**BRIEF:** Pull out every line below containing the word "impl".

**SOURCE RECORDS:**
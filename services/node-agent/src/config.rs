//! Configuration for the node agent.

use std::path::PathBuf;
use std::time::Duration;

use anyhow::{anyhow, Result};
use fognode_reconcile::{RetryPolicy, DEFAULT_MAX_SEND_TRIES};

use crate::container::{ContainerConfig, DEFAULT_CONTAINER_CLI};
use crate::message_bus::DeliveryMode;
use crate::runtime::BackendKind;
use crate::unikernel::{UnikernelConfig, DEFAULT_CONTROL_TOOL, DEFAULT_IMAGE_LOCATION};

/// Node agent configuration.
#[derive(Debug, Clone)]
pub struct Config {
    /// Which backend runs workloads.
    pub backend: BackendKind,

    /// Unikernel control tool binary.
    pub ukd_tool: String,

    /// Container CLI binary.
    pub container_cli: String,

    /// Directory holding unikernel images.
    pub image_location: PathBuf,

    /// Upper bound on a single lifecycle operation.
    pub operation_timeout_secs: u64,

    /// Memory held back from workloads; measured from the process when unset.
    pub reserved_memory_bytes: Option<u64>,

    /// Acknowledgement mode of the real-time message listener.
    pub delivery_mode: DeliveryMode,

    /// Seconds between control signal resends.
    pub signal_resend_secs: u64,

    /// Send attempts before a control signal is dropped.
    pub signal_max_tries: u32,

    /// Log level (trace, debug, info, warn, error).
    pub log_level: String,
}

impl Default for Config {
    fn default() -> Self {
        Self {
            backend: BackendKind::Unikernel,
            ukd_tool: DEFAULT_CONTROL_TOOL.to_string(),
            container_cli: DEFAULT_CONTAINER_CLI.to_string(),
            image_location: PathBuf::from(DEFAULT_IMAGE_LOCATION),
            operation_timeout_secs: 60,
            reserved_memory_bytes: None,
            delivery_mode: DeliveryMode::AtMostOnce,
            signal_resend_secs: 10,
            signal_max_tries: DEFAULT_MAX_SEND_TRIES,
            log_level: "info".to_string(),
        }
    }
}

impl Config {
    /// Load configuration from environment variables.
    pub fn from_env() -> Result<Self> {
        Self::from_lookup(|key| std::env::var(key).ok())
    }

    /// Load configuration from an arbitrary key lookup.
    pub fn from_lookup<F>(lookup: F) -> Result<Self>
    where
        F: Fn(&str) -> Option<String>,
    {
        let defaults = Self::default();

        let backend = match lookup("FOGNODE_BACKEND") {
            Some(s) => s.parse::<BackendKind>().map_err(|e| anyhow!("FOGNODE_BACKEND: {e}"))?,
            None => defaults.backend,
        };

        let delivery_mode = match lookup("FOGNODE_DELIVERY_MODE") {
            Some(s) => s.parse::<DeliveryMode>().map_err(|e| anyhow!("FOGNODE_DELIVERY_MODE: {e}"))?,
            None => defaults.delivery_mode,
        };

        let ukd_tool = lookup("FOGNODE_UKD_TOOL").unwrap_or(defaults.ukd_tool);
        let container_cli = lookup("FOGNODE_CONTAINER_CLI").unwrap_or(defaults.container_cli);
        let image_location = lookup("FOGNODE_IMAGE_LOCATION")
            .map(PathBuf::from)
            .unwrap_or(defaults.image_location);

        let operation_timeout_secs = lookup("FOGNODE_OPERATION_TIMEOUT_SECS")
            .and_then(|s| s.parse().ok())
            .unwrap_or(defaults.operation_timeout_secs);

        let reserved_memory_bytes =
            lookup("FOGNODE_RESERVED_MEMORY_BYTES").and_then(|s| s.parse().ok());

        let signal_resend_secs = lookup("FOGNODE_SIGNAL_RESEND_SECS")
            .and_then(|s| s.parse().ok())
            .unwrap_or(defaults.signal_resend_secs);

        let signal_max_tries = lookup("FOGNODE_SIGNAL_MAX_TRIES")
            .and_then(|s| s.parse().ok())
            .unwrap_or(defaults.signal_max_tries);

        let log_level = lookup("FOGNODE_LOG_LEVEL").unwrap_or(defaults.log_level);

        Ok(Self {
            backend,
            ukd_tool,
            container_cli,
            image_location,
            operation_timeout_secs,
            reserved_memory_bytes,
            delivery_mode,
            signal_resend_secs,
            signal_max_tries,
            log_level,
        })
    }

    pub fn operation_timeout(&self) -> Duration {
        Duration::from_secs(self.operation_timeout_secs)
    }

    pub fn unikernel(&self) -> UnikernelConfig {
        UnikernelConfig {
            control_tool: self.ukd_tool.clone(),
            image_location: self.image_location.clone(),
        }
    }

    pub fn container(&self) -> ContainerConfig {
        ContainerConfig {
            cli: self.container_cli.clone(),
        }
    }

    pub fn retry_policy(&self) -> RetryPolicy {
        RetryPolicy {
            resend_interval: Duration::from_secs(self.signal_resend_secs),
            max_tries: self.signal_max_tries,
        }
    }
}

**TASK SOLUTION:**
impl Default for Config {
impl Config {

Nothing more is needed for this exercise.